When overachiever Leena Cotton is ordered to take a two-month sabbatical after blowing a big presentation at work, she escapes to her grandmother Eileen’s house for some overdue rest. Eileen is newly single and about to turn eighty. She’d like a second chance at love, but her tiny Yorkshire village doesn’t offer many eligible gentlemen.

Once Leena learns of Eileen’s romantic predicament, she proposes a solution: a two-month swap. Eileen can live in London and look for love. Meanwhile Leena will look after everything in rural Yorkshire. But with gossiping neighbours and difficult family dynamics to navigate up north, and trendy London flatmates and online dating to contend with in the city, stepping into one another’s shoes proves more difficult than either of them expected.

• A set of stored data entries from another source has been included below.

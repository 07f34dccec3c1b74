//! # Count Ledger
//!
//! Per-warehouse ordered rounds, each holding its own count entries, plus the
//! global [`RoundGate`] that decides which round number may be opened.
//!
//! ## Round State Machine
//! ```text
//! ┌─────────────────────────────────────────────────────────────────────────┐
//! │                                                                         │
//! │   open_or_join_round()          close_round()                           │
//! │   ───────────────────► ┌──────┐ ──────────────► ┌────────┐              │
//! │                        │ OPEN │                 │ CLOSED │ (terminal)   │
//! │   record_count() ────► └──────┘                 └────────┘              │
//! │   (upsert by code)                  record_count() → RoundClosed        │
//! │                                     close_round()  → AlreadyClosed      │
//! │                                                                         │
//! │  ORTHOGONAL: RoundGate.accepting_new gates creation of NEW numbers      │
//! │  only. Existing open rounds keep accepting entries either way.         │
//! └─────────────────────────────────────────────────────────────────────────┘
//! ```
//!
//! Rounds are looked up by a "round ref": the round id, or failing that the
//! round number within the warehouse.

use std::collections::{BTreeSet, HashMap};

use chrono::{DateTime, Utc};
use serde::{Deserialize, Serialize};
use uuid::Uuid;

use crate::catalog::CatalogStore;
use crate::error::{CoreError, CoreResult};
use crate::quantity::Quantity;
use crate::types::{CountEntry, Round, RoundMetadata, Warehouse, DEFAULT_UNIT_OF_MEASURE};
use crate::validation::{
    validate_code, validate_count_quantity, validate_registered_by, validate_round_number,
};

// =============================================================================
// Round Gate
// =============================================================================

/// System-wide round numbering state.
///
/// At most one round number is active at a time. Joining the active number
/// from another warehouse is always allowed; opening a different one is not.
#[derive(Debug, Clone, PartialEq, Eq, Serialize, Deserialize)]
pub struct RoundGate {
    accepting_new: bool,
    active_number: Option<String>,
}

impl Default for RoundGate {
    fn default() -> Self {
        RoundGate {
            accepting_new: true,
            active_number: None,
        }
    }
}

impl RoundGate {
    pub fn new() -> Self {
        Self::default()
    }

    pub fn is_accepting_new(&self) -> bool {
        self.accepting_new
    }

    pub fn set_accepting_new(&mut self, accepting: bool) {
        self.accepting_new = accepting;
    }

    pub fn active_number(&self) -> Option<&str> {
        self.active_number.as_deref()
    }

    /// Allocates `max(known) + 1` and makes it the active number.
    pub fn assign_next_number<'a>(
        &mut self,
        known: impl IntoIterator<Item = &'a str>,
    ) -> CoreResult<String> {
        let next = known
            .into_iter()
            .filter_map(|n| n.trim().parse::<u64>().ok())
            .max()
            .unwrap_or(0)
            + 1;
        let next = next.to_string();
        self.admit(&next, false)?;
        self.active_number = Some(next.clone());
        Ok(next)
    }

    /// Makes an existing round number the active one.
    pub fn join(&mut self, number: &str) -> CoreResult<String> {
        let number = validate_round_number(number)?;
        self.admit(&number, true)?;
        self.active_number = Some(number.clone());
        Ok(number)
    }

    /// Checks whether `number` may be opened in some warehouse.
    ///
    /// `known` is true when the number already exists (locally or remotely),
    /// which makes this a join rather than a new number.
    pub fn admit(&self, number: &str, known: bool) -> CoreResult<()> {
        match self.active_number.as_deref() {
            Some(active) if active == number => Ok(()),
            Some(active) => Err(CoreError::InvalidRoundState {
                number: number.to_string(),
                reason: format!("round {} is still active", active),
            }),
            None if known || self.accepting_new => Ok(()),
            None => Err(CoreError::InvalidRoundState {
                number: number.to_string(),
                reason: "new round numbers are disabled".to_string(),
            }),
        }
    }

    /// Clears the active number, returning it.
    pub fn release(&mut self) -> Option<String> {
        self.active_number.take()
    }
}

Leena learns that a long-distance relationship isn’t as romantic as she hoped it would be, and then there is the annoyingly perfect – and distractingly handsome – school teacher, who keeps showing up to outdo her efforts to impress the local villagers. Back in London, Eileen is a huge hit with her new neighbours, but is her perfect match nearer home than she first thought?

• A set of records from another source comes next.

//! # Quantity Module
//!
//! Provides the `Quantity` type for stock and count quantities.
//!
//! ## Why Fixed-Point Quantities?
//! ```text
//! ┌─────────────────────────────────────────────────────────────────────────┐
//! │  THE FLOATING POINT PROBLEM                                             │
//! │                                                                         │
//! │  Counted 0.1 kg + 0.2 kg against a system stock of 0.3 kg:             │
//! │    0.1 + 0.2 - 0.3 = 0.00000000000000004  → "SOBRANTE"  ❌ WRONG!       │
//! │                                                                         │
//! │  OUR SOLUTION: Integer thousandths                                      │
//! │    100 + 200 - 300 = 0                    → "CONFORME"  ✅              │
//! │                                                                         │
//! └─────────────────────────────────────────────────────────────────────────┘
//! ```
//!
//! ## Usage
//! ```rust
//! use tally_core::quantity::Quantity;
//!
//! let counted = Quantity::from_units(12);
//! let system = Quantity::from_milli(10_500); // 10.5
//!
//! let diff = counted - system;
//! assert_eq!(diff.milli(), 1_500);
//! assert_eq!(diff.to_string(), "1.5");
//! ```

use serde::{Deserialize, Serialize};
use std::fmt;
use std::iter::Sum;
use std::ops::{Add, AddAssign, Neg, Sub, SubAssign};
use ts_rs::TS;

use crate::error::ValidationError;

/// Thousandths per whole unit.
pub const MILLI_PER_UNIT: i64 = 1_000;

// =============================================================================
// Quantity Type
// =============================================================================

/// A quantity in thousandths of a unit of measure.
///
/// Signed, because diffs and some system-of-record balances are negative.
#[derive(
    Debug, Clone, Copy, PartialEq, Eq, PartialOrd, Ord, Hash, Default, Serialize, Deserialize, TS,
)]
#[ts(export)]
pub struct Quantity(i64);

impl Quantity {
    /// Creates a quantity from thousandths of a unit.
    #[inline]
    pub const fn from_milli(milli: i64) -> Self {
        Quantity(milli)
    }

    /// Creates a quantity from whole units.
    ///
    /// ## Example
    /// ```rust
    /// use tally_core::quantity::Quantity;
    ///
    /// assert_eq!(Quantity::from_units(3).milli(), 3_000);
    /// ```
    #[inline]
    pub const fn from_units(units: i64) -> Self {
        Quantity(units * MILLI_PER_UNIT)
    }

    /// Converts a float (as found in JSON payloads) rounding to thousandths.
    ///
    /// Returns `None` for NaN and infinities.
    pub fn from_f64(value: f64) -> Option<Self> {
        if !value.is_finite() {
            return None;
        }
        let milli = (value * MILLI_PER_UNIT as f64).round();
        if milli.abs() > i64::MAX as f64 {
            return None;
        }
        Some(Quantity(milli as i64))
    }

    /// Returns the raw value in thousandths.
    #[inline]
    pub const fn milli(&self) -> i64 {
        self.0
    }

    /// Returns the quantity as a float (for display/export only).
    #[inline]
    pub fn as_f64(&self) -> f64 {
        self.0 as f64 / MILLI_PER_UNIT as f64
    }

    /// Zero quantity.
    #[inline]
    pub const fn zero() -> Self {
        Quantity(0)
    }

    #[inline]
    pub const fn is_zero(&self) -> bool {
        self.0 == 0
    }

    #[inline]
    pub const fn is_positive(&self) -> bool {
        self.0 > 0
    }

    #[inline]
    pub const fn is_negative(&self) -> bool {
        self.0 < 0
    }

    /// Returns the absolute value.
    #[inline]
    pub const fn abs(&self) -> Self {
        Quantity(self.0.saturating_abs())
    }
}

// =============================================================================
// Parsing
// =============================================================================

impl std::str::FromStr for Quantity {
    type Err = ValidationError;

    /// Parses `"12"`, `"12.5"`, `"-3"` and the comma decimal form `"12,5"`.
    ///
    /// More than three decimals are rounded half away from zero.
    fn from_str(s: &str) -> Result<Self, Self::Err> {
        let invalid = |reason: &str| ValidationError::InvalidFormat {
            field: "quantity".to_string(),
            reason: reason.to_string(),
        };

        let trimmed = s.trim();
        if trimmed.is_empty() {
            return Err(ValidationError::Required {
                field: "quantity".to_string(),
            });
        }

        let (negative, digits) = match trimmed.strip_prefix('-') {
            Some(rest) => (true, rest),
            None => (false, trimmed.strip_prefix('+').unwrap_or(trimmed)),
        };

        let normalized = digits.replace(',', ".");
        let mut parts = normalized.splitn(2, '.');
        let whole = parts.next().unwrap_or("");
        let frac = parts.next().unwrap_or("");

        if whole.is_empty() && frac.is_empty() {
            return Err(invalid("no digits"));
        }
        if !whole.chars().all(|c| c.is_ascii_digit()) || !frac.chars().all(|c| c.is_ascii_digit())
        {
            return Err(invalid("must be a decimal number"));
        }

        let whole_value: i64 = if whole.is_empty() {
            0
        } else {
            whole.parse().map_err(|_| invalid("too large"))?
        };

        let mut frac_milli: i64 = 0;
        for (i, c) in frac.chars().take(3).enumerate() {
            let digit = i64::from(c.to_digit(10).unwrap_or(0));
            frac_milli += digit * 10_i64.pow(2 - i as u32);
        }
        if let Some(next) = frac.chars().nth(3) {
            if next.to_digit(10).unwrap_or(0) >= 5 {
                frac_milli += 1;
            }
        }

        let milli = whole_value
            .checked_mul(MILLI_PER_UNIT)
            .and_then(|w| w.checked_add(frac_milli))
            .ok_or_else(|| invalid("too large"))?;

        Ok(Quantity(if negative { -milli } else { milli }))
    }
}

// =============================================================================
// Trait Implementations
// =============================================================================

/// Shows the shortest decimal form: `12`, `12.5`, `-0.125`.
impl fmt::Display for Quantity {
    fn fmt(&self, f: &mut fmt::Formatter<'_>) -> fmt::Result {
        let sign = if self.0 < 0 { "-" } else { "" };
        let abs = self.0.unsigned_abs();
        let whole = abs / MILLI_PER_UNIT as u64;
        let frac = abs % MILLI_PER_UNIT as u64;
        if frac == 0 {
            write!(f, "{}{}", sign, whole)
        } else {
            let frac = format!("{:03}", frac);
            write!(f, "{}{}.{}", sign, whole, frac.trim_end_matches('0'))
        }
    }
}

// Arithmetic saturates at the i64 bounds instead of wrapping or panicking.

impl Add for Quantity {
    type Output = Self;

    #[inline]
    fn add(self, other: Self) -> Self {
        Quantity(self.0.saturating_add(other.0))
    }
}

impl AddAssign for Quantity {
    #[inline]
    fn add_assign(&mut self, other: Self) {
        self.0 = self.0.saturating_add(other.0);
    }
}

impl Sub for Quantity {
    type Output = Self;

    #[inline]
    fn sub(self, other: Self) -> Self {
        Quantity(self.0.saturating_sub(other.0))
    }
}

impl SubAssign for Quantity {
    #[inline]
    fn sub_assign(&mut self, other: Self) {
        self.0 = self.0.saturating_sub(other.0);
    }
}

impl Neg for Quantity {
    type Output = Self;

    #[inline]
    fn neg(self) -> Self {
        Quantity(self.0.saturating_neg())
    }
}

impl Sum for Quantity {
    fn sum<I: Iterator<Item = Quantity>>(iter: I) -> Self {
        iter.fold(Quantity::zero(), |acc, q| acc + q)
    }
}

impl<'a> Sum<&'a Quantity> for Quantity {
    fn sum<I: Iterator<Item = &'a Quantity>>(iter: I) -> Self {
        iter.copied().sum()
    }
}

// =============================================================================
// Unit Tests
// =============================================================================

I’ll start this review by saying that I adored The Flatshare – in fact it was one of my top books of last year, so I was a little nervous going in to The Switch. I really wanted to read it, but at the same time I didn’t want to start it in case it couldn’t live up to my expectations. I needn’t have worried, Beth O’Leary has created yet another awesome book, with more characters to fall in love with.

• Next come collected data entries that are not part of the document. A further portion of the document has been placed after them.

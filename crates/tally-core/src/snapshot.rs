//! # System Snapshot Store
//!
//! Per-warehouse map of product code → system-declared quantity.
//!
//! ## Replace, Never Merge
//! ```text
//! ┌─────────────────────────────────────────────────────────────────────────┐
//! │  upload #1:  { A: 10, B: 5, C: 1 }                                     │
//! │  upload #2:  { A: 12, B: 5 }                                           │
//! │                                                                         │
//! │  merge   → { A: 12, B: 5, C: 1 }   ❌ C is a stale leftover             │
//! │  replace → { A: 12, B: 5 }         ✅                                   │
//! └─────────────────────────────────────────────────────────────────────────┘
//! ```
//!
//! A warehouse with no snapshot yet reads as an empty map, not an error.

use std::collections::HashMap;

use serde_json::Value;

use crate::error::ValidationError;
use crate::ingest::{self, IngestReport};
use crate::quantity::Quantity;
use crate::types::{SystemStockRecord, Warehouse};

/// Snapshot of one warehouse.
#[derive(Debug, Clone, Default, PartialEq, Eq)]
pub struct WarehouseSnapshot {
    quantities: HashMap<String, Quantity>,
}

impl WarehouseSnapshot {
    pub fn quantity(&self, code: &str) -> Option<Quantity> {
        self.quantities.get(code).copied()
    }

    pub fn quantities(&self) -> &HashMap<String, Quantity> {
        &self.quantities
    }

    pub fn len(&self) -> usize {
        self.quantities.len()
    }

    pub fn is_empty(&self) -> bool {
        self.quantities.is_empty()
    }
}

/// All warehouse snapshots.
#[derive(Debug, Clone, Default)]
pub struct SystemSnapshotStore {
    snapshots: HashMap<Warehouse, WarehouseSnapshot>,
}

impl SystemSnapshotStore {
    pub fn new() -> Self {
        Self::default()
    }

    /// Replaces the warehouse snapshot with `records`.
    ///
    /// Records with an empty code are dropped; for repeated codes the last
    /// record wins. The returned report counts both.
    pub fn replace_snapshot(
        &mut self,
        warehouse: Warehouse,
        records: Vec<SystemStockRecord>,
    ) -> IngestReport {
        let mut report = IngestReport::default();
        let mut quantities = HashMap::with_capacity(records.len());

        for record in records {
            let code = record.product_code.trim();
            if code.is_empty() {
                report.dropped += 1;
                continue;
            }
            if quantities.insert(code.to_string(), record.quantity).is_some() {
                report.duplicates += 1;
            }
        }

        report.accepted = quantities.len();
        self.snapshots
            .insert(warehouse, WarehouseSnapshot { quantities });
        report
    }

    /// Ingests a raw payload and replaces the warehouse snapshot.
    ///
    /// A payload that is not a list leaves the previous snapshot intact.
    pub fn load(
        &mut self,
        warehouse: Warehouse,
        payload: &Value,
    ) -> Result<IngestReport, ValidationError> {
        let ingested = ingest::stock_records(payload)?;
        let mut report = self.replace_snapshot(warehouse, ingested.records);
        report.dropped += ingested.report.dropped;
        report.duplicates += ingested.report.duplicates;
        Ok(report)
    }

    /// Returns the code → quantity map (empty if never loaded).
    pub fn get_snapshot(&self, warehouse: Warehouse) -> HashMap<String, Quantity> {
        self.snapshots
            .get(&warehouse)
            .map(|s| s.quantities.clone())
            .unwrap_or_default()
    }

    pub fn snapshot(&self, warehouse: Warehouse) -> Option<&WarehouseSnapshot> {
        self.snapshots.get(&warehouse)
    }

    pub fn has_snapshot(&self, warehouse: Warehouse) -> bool {
        self.snapshots.contains_key(&warehouse)
    }

    /// Forgets the warehouse snapshot.
    pub fn clear(&mut self, warehouse: Warehouse) {
        self.snapshots.remove(&warehouse);
    }
}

Just like Flatshare this book entices you in with an interesting idea, this time – if a Grandmother and Grandaughter swapped lives for 2 months, what would happen then?

Well I’ll tell you (with no spoilers, I promise), the answer is a whole lot and at the same time not a lot at all. By which I mean, no one saves the world or has a personality change, instead we get to know everyone between the pages, the communities they live in and the small everyday challenges that must be overcome in all our lives. The Switch is a very human story, at it’s heart is the question of who we are and how we find ourselves again once we get lost.

It’s a rare thing in a work of fiction to find an older character who is fully rounded, who still has their own wants and desires but that is exactly what Eileen is, it feels like she could step off the page and straight into bossing you around. I wish Eileen was my Grandma so I could spend time hanging out with her.

Leena was the same, she could be anyone’s friend. She feels absolutely real and not like she was formed in someone’s imagination at all. You felt her pain, cheered on her on and absolutely understood her.

If you were wondering whether or not to give this book a chance the answer is yes you should. By the end of the book I loved the people between it’s pages.

With thanks to Quercus Books and Netgalley for a copy in exchange for honest review.

The Switch is published 30 April 2020

2 thoughts on “Review: The Switch by Beth O’Leary

  1. Ah, I’m SO excited to read this book 😍 I absolutely adored Flatshare and I’ve been eagerly anticipating more books from O’Leary and this one sounds like another heartwarming read too! Glad to hear your enjoyed it ❤ Great review!